A + H on one molecule will be attracted to the − Br on a neighboring molecule.
- A similar situation exists with HCl molecules. See Fig 11.21.
Intermolecular Forces: London (Dispersion)
- London forces are attractions between molecules due to instantaneous dipoles.
- All atoms and molecules are instantaneously polar due to the random motion of e-1’s.
- That is, the e-1 density can instantaneously (not permanently)
be greater on one side of an atom than on the other.
- This results in a weak attractive force between all molecules, whether polar or not.
- Long-chain hydrocarbon molecules can twist around each other.
This creates numerous contact points between atoms for their London forces.
As a result, longer hydrocarbon chains have higher boiling points.
Intermolecular Forces: Hydrogen Bonding
- H-bonding is an especially strong polar attraction that occurs
where an H atom is attached to an N, O, or F atom.
- These H atoms are +, and they bond with the nearby N, O and F atoms, which are −.
- See H-bonding for water in Fig 11.25.
- CH3OH (methanol) can H-bond because it has a − O attached to a + H.
However, the three H’s attached to the C are not + and cannot H-bond.
Relative Strengths of Intermolecular Forces
- The strength order for intermolecular forces is H-Bonding > Dipole > London.
- As intermolecular forces increase, the vapor P will decrease,
and the boiling point will increase.
Ex 11.5 Strengths of Intermolecular Forces
- CH4 (methane) is nonpolar, with only London forces.
- CHCl3 (chloroform) is polar, with Dipole and London forces, but cannot H-Bond.
- CH3CH2CH2CH2OH (butyl alcohol) has a + H and a − O.

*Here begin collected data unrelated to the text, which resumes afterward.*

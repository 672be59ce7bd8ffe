//! Sample tool wired on top of the rudder dispatcher.
//!
//! Exists so the end-to-end tests have a real binary to drive, and as a
//! compact reference for the builder API.

use rudder::{Arg, ArgAction, Command};

fn main() {
    let mut root =
        Command::new("rudder-demo").short("A sample tool built on the rudder dispatcher");

    root.add_command(
        Command::new("greet")
            .usage("rudder-demo greet [--shout] [name...]")
            .short("print a greeting")
            .long("Greet prints a greeting for every name given on the command line,\ndefaulting to 'world' when no names are given.")
            .flag(
                Arg::new("shout")
                    .long("shout")
                    .action(ArgAction::SetTrue)
                    .help("print the greeting in upper case"),
            )
            .run(|_, matches, args| {
                let shout = matches.get_flag("shout");
                let names: Vec<&str> = if args.is_empty() {
                    vec!["world"]
                } else {
                    args.iter().map(String::as_str).collect()
                };
                for name in names {
                    let line = format!("hello, {name}");
                    if shout {
                        println!("{}", line.to_uppercase());
                    } else {
                        println!("{line}");
                    }
                }
            }),
    );

    root.add_command(
        Command::new("version")
            .usage("rudder-demo version")
            .short("print the dispatcher version")
            .long("Version prints the rudder library version this demo was built against.")
            .run(|_, _, _| println!("rudder {}", rudder::VERSION)),
    );

    // Placeholder without a handler: invisible to lookup and listings.
    root.add_command(Command::new("status").short("not implemented yet"));

    root.execute();
}
//! Help text rendering
//!
//! Three renderings: the root listing, per-command help, and the
//! usage-failure variant shown when a subcommand's flags fail to parse.
//! Everything is written to the caller-provided sink, which dispatch wires
//! to standard error so help never mixes with real command output. A write
//! failure has no fallback channel and panics.

use std::io::{self, Write};

use clap::error::ErrorKind;

use crate::command::Command;
use crate::error::UsageError;

impl Command {
    /// Prints root-level or command-level help depending on the command's
    /// position in the tree.
    pub fn print_help(&self, w: &mut dyn Write) {
        if self.is_root() {
            print_root(self, w);
        } else {
            print_command(self, w);
        }
    }
}

/// Prints the root listing: summary, generic usage, runnable subcommands in
/// insertion order, and the closing help hint.
pub fn print_root(root: &Command, w: &mut dyn Write) {
    checked(render_root(root, w));
}

/// Prints a command's help: usage line, the parser's default-formatted
/// option summary, and the long description.
pub fn print_command(cmd: &Command, w: &mut dyn Write) {
    checked(render_command(cmd, w));
}

/// Prints the usage-failure rendering for a failed flag parse: a one-line
/// diagnostic derived from the parser's error (skipped when the "failure"
/// was an explicit help request), then the command help body.
pub fn print_usage_failure(cmd: &Command, err: &clap::Error, w: &mut dyn Write) {
    if err.kind() != ErrorKind::DisplayHelp {
        let text = err.to_string();
        let first = text.lines().next().unwrap_or_default();
        let reason = first.strip_prefix("error: ").unwrap_or(first);
        let fault = UsageError::InvalidArgs {
            command: cmd.name.clone(),
            reason: reason.to_string(),
        };
        checked(writeln!(w, "{fault}").and_then(|()| writeln!(w)));
    }
    print_command(cmd, w);
}

/// Prints the unknown-command diagnostic with a hint pointing at the root's
/// help listing.
pub fn print_unknown(root: &Command, name: &str, w: &mut dyn Write) {
    let fault = UsageError::UnknownCommand(name.to_string());
    checked(
        writeln!(w, "{fault}")
            .and_then(|()| writeln!(w, "Run '{} help' for available commands.", root.name)),
    );
}

fn render_root(root: &Command, w: &mut dyn Write) -> io::Result<()> {
    writeln!(w, "{}", root.short)?;
    writeln!(w)?;
    writeln!(w, "Usage:")?;
    writeln!(w, "  {} command [arguments]", root.name)?;
    writeln!(w)?;
    writeln!(w, "Available commands:")?;
    let runnable = || root.subcommands.iter().filter(|c| c.is_runnable());
    let width = runnable().map(|c| c.name.len()).max().unwrap_or(0);
    for cmd in runnable() {
        writeln!(w, "  {:<width$}  {}", cmd.name, cmd.short)?;
    }
    writeln!(w)?;
    writeln!(
        w,
        "Use '{} help [command]' for more information about a command.",
        root.name
    )
}

fn render_command(cmd: &Command, w: &mut dyn Write) -> io::Result<()> {
    writeln!(w, "Usage:")?;
    writeln!(w)?;
    writeln!(w, "  {}", cmd.usage)?;
    writeln!(w)?;
    let mut flags = cmd.flags.clone();
    let summary = flags.render_help().to_string();
    writeln!(w, "{}", summary.trim_end())?;
    writeln!(w)?;
    writeln!(w, "{}", cmd.long)
}

fn checked(result: io::Result<()>) {
    if let Err(err) = result {
        panic!("cannot write to the error stream: {err}");
    }
}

So, it possesses H-Bonding, Dipole and London forces.
- The overall result for intermolecular forces is: CH3CH2CH2CH2OH > CHCl3 > CH4.
Ex 11.6 Relation between Intermolecular Forces and Vapor Pressure
- Vapor Pressures decrease as intermolecular forces increase
and hold molecules together more tightly.

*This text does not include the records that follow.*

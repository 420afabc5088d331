use std::process::ExitCode;

use plugs::cli::Plugs;

fn main() -> ExitCode {
    Plugs::run_from_args()
}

- Carbon dioxide is nonpolar (London only).
- Dimethyl ether has polar C-O bonds, but no + H (Dipole and London).
- Ethanol has a + H and a − O (H-Bonding, Dipole and London).
- Vapor Pressure trend is opposite of trend for strength of intermolecular forces.
The molecule with the lowest amount of intermolecular forces has the highest vapor pressure.
The overall result for vapor pressure is: carbon dioxide > dimethyl ether > ethanol.